use std::path::{Path, PathBuf};

use h2ll::commands::{effective_config, render_declarations, ConvertOptions};
use h2ll_core::services::AliasPolicy;
use tempfile::tempdir;

fn options(dir: &Path) -> ConvertOptions {
    ConvertOptions {
        header: dir.join("api.h"),
        sigs: dir.join("sigs.json"),
        output: None,
        config: None,
        compiler: None,
        reject_aliasing: false,
    }
}

#[test]
fn cli_flags_override_config_file() {
    let temp = tempdir().unwrap();
    let config_path = temp.path().join("h2ll.json");
    std::fs::write(&config_path, r#"{"compiler": {"program": "/usr/bin/clang-15"}}"#).unwrap();

    let mut opts = options(temp.path());
    opts.config = Some(config_path);
    let config = effective_config(&opts).unwrap();
    assert_eq!(config.compiler.program, Some(PathBuf::from("/usr/bin/clang-15")));
    assert_eq!(config.aliasing, AliasPolicy::Allow);

    opts.compiler = Some(PathBuf::from("/opt/llvm/bin/clang"));
    opts.reject_aliasing = true;
    let config = effective_config(&opts).unwrap();
    assert_eq!(config.compiler.program, Some(PathBuf::from("/opt/llvm/bin/clang")));
    assert_eq!(config.aliasing, AliasPolicy::Reject);
}

#[test]
fn missing_sigs_file_fails_before_compiling() {
    let temp = tempdir().unwrap();
    let err = render_declarations(&options(temp.path())).unwrap_err();
    assert!(err.to_string().contains("Failed to load signatures"), "unexpected error: {err}");
}

#[test]
fn missing_header_is_reported() {
    let temp = tempdir().unwrap();
    std::fs::write(temp.path().join("sigs.json"), "{}").unwrap();
    let err = render_declarations(&options(temp.path())).unwrap_err();
    assert!(err.to_string().contains("Failed to read header"), "unexpected error: {err}");
}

+ + + + + + +

Taking the records as a whole, report how many of their lines include the word "opts". Nothing but the number is wanted.

6